_Instructions to follow_:
Transcribe the data exactly, stopping after the "const NUM_BLOCKS: usize" line.

Dataset records:
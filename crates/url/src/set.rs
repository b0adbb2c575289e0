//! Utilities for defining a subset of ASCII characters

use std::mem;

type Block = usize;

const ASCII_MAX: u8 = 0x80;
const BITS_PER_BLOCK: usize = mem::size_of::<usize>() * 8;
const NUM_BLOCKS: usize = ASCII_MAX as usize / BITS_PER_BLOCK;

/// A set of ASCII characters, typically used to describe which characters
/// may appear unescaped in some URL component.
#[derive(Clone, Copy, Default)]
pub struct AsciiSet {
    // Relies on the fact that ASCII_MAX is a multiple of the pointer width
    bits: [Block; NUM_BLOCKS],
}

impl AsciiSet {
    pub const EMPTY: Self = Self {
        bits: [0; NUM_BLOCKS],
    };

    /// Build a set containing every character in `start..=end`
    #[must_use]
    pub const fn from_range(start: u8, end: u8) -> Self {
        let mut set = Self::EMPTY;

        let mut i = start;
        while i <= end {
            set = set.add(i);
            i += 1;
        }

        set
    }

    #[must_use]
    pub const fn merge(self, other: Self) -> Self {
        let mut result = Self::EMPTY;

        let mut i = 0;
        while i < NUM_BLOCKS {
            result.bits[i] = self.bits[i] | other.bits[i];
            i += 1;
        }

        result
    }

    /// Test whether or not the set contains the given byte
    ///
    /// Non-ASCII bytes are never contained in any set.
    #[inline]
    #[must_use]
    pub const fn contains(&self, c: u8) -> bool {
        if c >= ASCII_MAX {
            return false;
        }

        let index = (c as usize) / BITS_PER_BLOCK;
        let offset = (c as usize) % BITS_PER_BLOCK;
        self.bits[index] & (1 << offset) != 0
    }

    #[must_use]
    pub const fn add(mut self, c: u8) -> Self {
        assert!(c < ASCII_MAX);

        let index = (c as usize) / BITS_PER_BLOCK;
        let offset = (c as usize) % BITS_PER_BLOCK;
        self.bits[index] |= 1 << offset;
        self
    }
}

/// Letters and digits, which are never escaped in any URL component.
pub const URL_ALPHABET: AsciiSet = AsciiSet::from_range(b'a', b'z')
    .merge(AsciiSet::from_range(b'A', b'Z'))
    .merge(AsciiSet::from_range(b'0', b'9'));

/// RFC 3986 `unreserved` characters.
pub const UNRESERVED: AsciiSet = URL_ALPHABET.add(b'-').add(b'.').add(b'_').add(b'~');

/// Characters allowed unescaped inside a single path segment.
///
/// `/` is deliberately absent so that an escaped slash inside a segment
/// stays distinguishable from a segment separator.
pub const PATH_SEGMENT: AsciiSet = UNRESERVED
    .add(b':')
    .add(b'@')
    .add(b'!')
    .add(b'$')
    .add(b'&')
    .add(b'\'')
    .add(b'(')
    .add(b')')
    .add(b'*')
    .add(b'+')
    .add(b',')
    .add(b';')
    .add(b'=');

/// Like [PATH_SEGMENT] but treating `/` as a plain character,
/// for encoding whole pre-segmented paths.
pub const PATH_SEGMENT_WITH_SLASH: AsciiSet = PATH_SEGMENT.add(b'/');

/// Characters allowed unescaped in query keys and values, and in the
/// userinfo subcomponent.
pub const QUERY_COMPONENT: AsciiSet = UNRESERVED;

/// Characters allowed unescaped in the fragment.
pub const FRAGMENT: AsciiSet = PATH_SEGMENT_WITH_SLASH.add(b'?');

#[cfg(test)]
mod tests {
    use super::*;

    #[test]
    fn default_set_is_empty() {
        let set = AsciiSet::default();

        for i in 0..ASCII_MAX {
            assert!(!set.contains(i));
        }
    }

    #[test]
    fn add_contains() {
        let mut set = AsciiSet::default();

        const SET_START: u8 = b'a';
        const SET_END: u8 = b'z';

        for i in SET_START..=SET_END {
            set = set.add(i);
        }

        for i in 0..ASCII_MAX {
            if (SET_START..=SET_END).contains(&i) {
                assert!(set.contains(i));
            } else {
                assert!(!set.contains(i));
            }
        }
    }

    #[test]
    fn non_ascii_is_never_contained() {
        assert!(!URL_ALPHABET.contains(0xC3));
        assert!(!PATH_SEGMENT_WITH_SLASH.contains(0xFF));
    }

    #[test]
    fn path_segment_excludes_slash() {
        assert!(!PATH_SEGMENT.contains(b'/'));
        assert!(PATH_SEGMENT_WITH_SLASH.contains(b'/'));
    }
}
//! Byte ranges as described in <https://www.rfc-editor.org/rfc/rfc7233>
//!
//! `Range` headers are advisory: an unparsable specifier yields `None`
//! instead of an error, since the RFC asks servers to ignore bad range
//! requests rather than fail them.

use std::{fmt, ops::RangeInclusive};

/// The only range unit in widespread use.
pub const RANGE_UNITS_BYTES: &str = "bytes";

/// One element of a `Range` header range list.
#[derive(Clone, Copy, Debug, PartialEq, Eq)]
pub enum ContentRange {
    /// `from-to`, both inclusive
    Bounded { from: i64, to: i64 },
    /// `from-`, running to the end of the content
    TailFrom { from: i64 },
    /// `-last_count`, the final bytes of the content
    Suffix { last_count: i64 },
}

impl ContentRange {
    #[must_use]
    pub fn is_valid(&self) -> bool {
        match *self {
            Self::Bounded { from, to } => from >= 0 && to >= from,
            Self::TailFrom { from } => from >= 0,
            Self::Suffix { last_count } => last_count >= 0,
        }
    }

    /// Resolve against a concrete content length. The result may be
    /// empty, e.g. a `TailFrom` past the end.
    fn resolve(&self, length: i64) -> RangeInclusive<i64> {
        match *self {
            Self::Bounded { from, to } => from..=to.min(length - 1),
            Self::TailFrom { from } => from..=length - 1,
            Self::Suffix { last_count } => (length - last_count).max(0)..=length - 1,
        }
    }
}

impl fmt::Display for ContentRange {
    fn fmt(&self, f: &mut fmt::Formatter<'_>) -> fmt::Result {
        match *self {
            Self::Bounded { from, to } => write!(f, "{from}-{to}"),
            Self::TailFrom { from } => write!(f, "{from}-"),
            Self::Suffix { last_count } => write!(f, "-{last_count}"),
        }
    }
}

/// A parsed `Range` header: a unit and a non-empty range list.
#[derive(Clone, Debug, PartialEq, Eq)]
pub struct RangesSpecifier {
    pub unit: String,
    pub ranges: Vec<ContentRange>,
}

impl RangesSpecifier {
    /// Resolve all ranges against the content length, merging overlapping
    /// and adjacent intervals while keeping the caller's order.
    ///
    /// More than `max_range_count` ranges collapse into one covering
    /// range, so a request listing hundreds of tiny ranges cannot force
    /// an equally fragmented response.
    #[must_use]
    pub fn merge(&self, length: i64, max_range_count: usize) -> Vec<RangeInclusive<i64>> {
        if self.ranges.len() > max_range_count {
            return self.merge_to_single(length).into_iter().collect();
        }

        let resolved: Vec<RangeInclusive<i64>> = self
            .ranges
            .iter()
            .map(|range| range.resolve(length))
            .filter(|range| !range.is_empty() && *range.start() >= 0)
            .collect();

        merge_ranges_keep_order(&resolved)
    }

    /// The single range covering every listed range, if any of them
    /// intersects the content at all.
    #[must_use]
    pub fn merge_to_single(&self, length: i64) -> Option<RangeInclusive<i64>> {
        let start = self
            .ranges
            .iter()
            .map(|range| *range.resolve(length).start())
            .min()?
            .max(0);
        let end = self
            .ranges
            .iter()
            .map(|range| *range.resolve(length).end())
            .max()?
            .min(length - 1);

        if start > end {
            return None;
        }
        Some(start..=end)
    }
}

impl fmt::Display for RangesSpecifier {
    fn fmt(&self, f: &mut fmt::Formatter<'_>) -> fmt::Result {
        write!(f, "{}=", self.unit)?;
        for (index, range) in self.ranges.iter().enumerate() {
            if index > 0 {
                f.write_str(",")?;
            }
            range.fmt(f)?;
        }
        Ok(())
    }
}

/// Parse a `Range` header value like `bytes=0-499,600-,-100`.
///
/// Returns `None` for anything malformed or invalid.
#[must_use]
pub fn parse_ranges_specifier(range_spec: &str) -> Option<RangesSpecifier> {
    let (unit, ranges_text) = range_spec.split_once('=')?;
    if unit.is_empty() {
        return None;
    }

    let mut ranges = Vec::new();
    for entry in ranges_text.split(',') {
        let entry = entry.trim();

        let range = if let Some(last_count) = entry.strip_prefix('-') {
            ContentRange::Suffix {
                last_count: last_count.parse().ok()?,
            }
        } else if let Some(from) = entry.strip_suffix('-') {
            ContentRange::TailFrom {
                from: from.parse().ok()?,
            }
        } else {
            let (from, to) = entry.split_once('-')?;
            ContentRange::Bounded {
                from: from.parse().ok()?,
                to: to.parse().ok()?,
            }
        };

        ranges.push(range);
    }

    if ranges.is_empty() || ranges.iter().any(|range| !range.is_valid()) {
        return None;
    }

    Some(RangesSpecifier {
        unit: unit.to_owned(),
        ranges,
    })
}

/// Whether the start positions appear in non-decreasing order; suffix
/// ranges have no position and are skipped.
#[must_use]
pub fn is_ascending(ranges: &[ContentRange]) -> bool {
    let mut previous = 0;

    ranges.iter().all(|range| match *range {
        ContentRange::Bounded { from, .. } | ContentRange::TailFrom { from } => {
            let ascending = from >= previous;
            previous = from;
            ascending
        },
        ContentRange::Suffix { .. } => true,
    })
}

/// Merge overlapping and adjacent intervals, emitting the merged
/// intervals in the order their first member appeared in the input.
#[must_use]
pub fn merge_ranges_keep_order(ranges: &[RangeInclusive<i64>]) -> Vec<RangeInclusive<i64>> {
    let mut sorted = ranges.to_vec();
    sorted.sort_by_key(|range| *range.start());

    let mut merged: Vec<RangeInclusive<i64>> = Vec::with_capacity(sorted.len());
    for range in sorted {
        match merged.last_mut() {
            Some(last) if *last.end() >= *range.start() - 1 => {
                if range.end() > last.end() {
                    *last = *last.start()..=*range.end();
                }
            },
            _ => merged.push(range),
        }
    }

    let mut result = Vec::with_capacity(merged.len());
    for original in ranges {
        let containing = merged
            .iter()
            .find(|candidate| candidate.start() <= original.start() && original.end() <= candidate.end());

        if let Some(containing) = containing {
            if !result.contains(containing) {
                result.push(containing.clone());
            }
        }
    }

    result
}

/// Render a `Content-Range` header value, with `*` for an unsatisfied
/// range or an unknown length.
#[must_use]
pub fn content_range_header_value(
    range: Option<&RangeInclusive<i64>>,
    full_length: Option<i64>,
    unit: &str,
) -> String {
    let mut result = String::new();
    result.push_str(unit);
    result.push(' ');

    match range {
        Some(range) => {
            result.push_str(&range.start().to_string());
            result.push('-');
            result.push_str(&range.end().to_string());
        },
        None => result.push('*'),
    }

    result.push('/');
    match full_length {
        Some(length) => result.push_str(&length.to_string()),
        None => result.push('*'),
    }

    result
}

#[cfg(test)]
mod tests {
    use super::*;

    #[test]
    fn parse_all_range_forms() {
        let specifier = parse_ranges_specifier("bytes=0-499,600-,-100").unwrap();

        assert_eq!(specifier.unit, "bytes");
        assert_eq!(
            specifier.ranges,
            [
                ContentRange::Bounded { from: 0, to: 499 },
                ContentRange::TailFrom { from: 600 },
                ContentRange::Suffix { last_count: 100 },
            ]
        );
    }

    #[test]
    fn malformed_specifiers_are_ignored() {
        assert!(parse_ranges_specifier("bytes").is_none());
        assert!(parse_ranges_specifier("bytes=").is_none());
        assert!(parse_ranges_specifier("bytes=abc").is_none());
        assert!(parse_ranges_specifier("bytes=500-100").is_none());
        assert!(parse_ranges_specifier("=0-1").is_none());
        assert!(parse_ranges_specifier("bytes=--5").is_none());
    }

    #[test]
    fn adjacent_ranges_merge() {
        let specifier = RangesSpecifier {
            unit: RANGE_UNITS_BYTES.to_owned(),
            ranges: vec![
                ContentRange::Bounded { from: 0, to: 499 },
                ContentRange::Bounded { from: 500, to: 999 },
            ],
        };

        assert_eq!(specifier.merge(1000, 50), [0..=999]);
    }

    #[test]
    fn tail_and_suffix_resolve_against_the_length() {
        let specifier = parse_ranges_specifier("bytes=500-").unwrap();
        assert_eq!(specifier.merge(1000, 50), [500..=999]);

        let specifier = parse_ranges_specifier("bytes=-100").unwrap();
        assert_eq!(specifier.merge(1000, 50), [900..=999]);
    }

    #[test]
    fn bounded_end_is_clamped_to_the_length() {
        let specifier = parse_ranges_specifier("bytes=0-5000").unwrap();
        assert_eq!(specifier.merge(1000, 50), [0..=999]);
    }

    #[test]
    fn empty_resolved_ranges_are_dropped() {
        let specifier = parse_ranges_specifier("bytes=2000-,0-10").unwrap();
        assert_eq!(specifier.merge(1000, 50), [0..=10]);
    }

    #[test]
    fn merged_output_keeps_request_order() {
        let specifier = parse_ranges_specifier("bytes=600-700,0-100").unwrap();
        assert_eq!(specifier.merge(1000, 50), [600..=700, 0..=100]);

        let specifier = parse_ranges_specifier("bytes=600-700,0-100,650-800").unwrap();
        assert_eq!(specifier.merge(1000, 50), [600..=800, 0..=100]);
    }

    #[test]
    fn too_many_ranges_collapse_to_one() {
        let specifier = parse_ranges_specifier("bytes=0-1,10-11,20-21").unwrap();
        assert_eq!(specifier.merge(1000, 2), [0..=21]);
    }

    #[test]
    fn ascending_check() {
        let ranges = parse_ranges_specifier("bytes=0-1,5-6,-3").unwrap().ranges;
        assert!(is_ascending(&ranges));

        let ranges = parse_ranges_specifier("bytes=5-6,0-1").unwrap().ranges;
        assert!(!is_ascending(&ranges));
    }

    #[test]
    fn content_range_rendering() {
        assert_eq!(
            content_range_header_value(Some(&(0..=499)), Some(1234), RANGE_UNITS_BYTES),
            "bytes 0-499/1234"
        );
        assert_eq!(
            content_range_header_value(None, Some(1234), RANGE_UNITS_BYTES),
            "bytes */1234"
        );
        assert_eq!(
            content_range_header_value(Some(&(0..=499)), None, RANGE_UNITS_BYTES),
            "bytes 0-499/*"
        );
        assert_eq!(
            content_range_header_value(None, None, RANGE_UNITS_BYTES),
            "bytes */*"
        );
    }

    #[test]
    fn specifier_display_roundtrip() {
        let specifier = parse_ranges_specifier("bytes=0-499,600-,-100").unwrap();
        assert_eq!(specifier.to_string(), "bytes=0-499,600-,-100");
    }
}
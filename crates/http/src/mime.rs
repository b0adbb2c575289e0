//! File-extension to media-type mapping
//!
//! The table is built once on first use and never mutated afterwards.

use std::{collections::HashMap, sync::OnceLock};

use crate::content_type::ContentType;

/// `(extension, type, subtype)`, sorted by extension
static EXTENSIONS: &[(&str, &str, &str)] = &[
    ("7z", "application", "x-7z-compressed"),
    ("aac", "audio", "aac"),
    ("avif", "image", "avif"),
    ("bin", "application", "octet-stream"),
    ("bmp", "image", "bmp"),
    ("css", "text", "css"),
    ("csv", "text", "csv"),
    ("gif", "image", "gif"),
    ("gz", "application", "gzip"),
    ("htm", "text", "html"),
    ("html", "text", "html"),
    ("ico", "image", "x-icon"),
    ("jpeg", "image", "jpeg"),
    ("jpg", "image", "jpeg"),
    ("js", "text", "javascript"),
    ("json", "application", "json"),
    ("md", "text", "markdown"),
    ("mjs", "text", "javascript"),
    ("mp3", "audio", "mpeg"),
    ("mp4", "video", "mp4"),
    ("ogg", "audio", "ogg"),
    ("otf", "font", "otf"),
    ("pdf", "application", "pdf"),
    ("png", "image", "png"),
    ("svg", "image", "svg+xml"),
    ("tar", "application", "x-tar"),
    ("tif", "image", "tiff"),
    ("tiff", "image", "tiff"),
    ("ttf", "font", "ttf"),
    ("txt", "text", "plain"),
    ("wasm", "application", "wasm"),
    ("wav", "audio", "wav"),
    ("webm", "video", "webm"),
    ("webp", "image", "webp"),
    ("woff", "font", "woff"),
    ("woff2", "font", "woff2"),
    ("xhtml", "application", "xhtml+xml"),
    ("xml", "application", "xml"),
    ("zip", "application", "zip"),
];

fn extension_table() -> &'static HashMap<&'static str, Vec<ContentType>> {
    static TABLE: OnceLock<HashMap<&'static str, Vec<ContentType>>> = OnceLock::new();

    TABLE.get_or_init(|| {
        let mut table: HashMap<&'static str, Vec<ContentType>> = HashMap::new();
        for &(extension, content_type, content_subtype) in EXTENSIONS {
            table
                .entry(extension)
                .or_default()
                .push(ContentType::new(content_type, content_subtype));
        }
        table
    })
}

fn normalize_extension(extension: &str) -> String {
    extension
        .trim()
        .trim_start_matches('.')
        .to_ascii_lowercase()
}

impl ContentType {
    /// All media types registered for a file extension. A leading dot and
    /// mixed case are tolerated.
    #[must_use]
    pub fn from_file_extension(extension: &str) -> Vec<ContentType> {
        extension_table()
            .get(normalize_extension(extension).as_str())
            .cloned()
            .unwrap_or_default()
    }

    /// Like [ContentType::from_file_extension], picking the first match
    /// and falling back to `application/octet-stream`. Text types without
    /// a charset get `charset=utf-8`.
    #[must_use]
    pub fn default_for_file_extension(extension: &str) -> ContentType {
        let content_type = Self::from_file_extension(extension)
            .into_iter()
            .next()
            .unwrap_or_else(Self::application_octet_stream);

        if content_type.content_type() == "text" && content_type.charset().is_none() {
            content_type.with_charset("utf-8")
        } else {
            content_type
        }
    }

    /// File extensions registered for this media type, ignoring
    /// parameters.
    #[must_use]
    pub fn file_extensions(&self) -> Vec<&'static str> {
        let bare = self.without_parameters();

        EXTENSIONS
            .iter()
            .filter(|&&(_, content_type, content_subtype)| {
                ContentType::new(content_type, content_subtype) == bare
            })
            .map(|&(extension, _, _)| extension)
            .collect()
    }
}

_Reply to the exercise_:
filename crates/url/src/set.rs
repository b0adbb2c575289e0
//! Utilities for defining a subset of ASCII characters

use std::mem;

type Block = usize;

const ASCII_MAX: u8 = 0x80;
const BITS_PER_BLOCK: usize = mem::size_of::<usize>() * 8;
const NUM_BLOCKS: usize = ASCII_MAX as usize / BITS_PER_BLOCK;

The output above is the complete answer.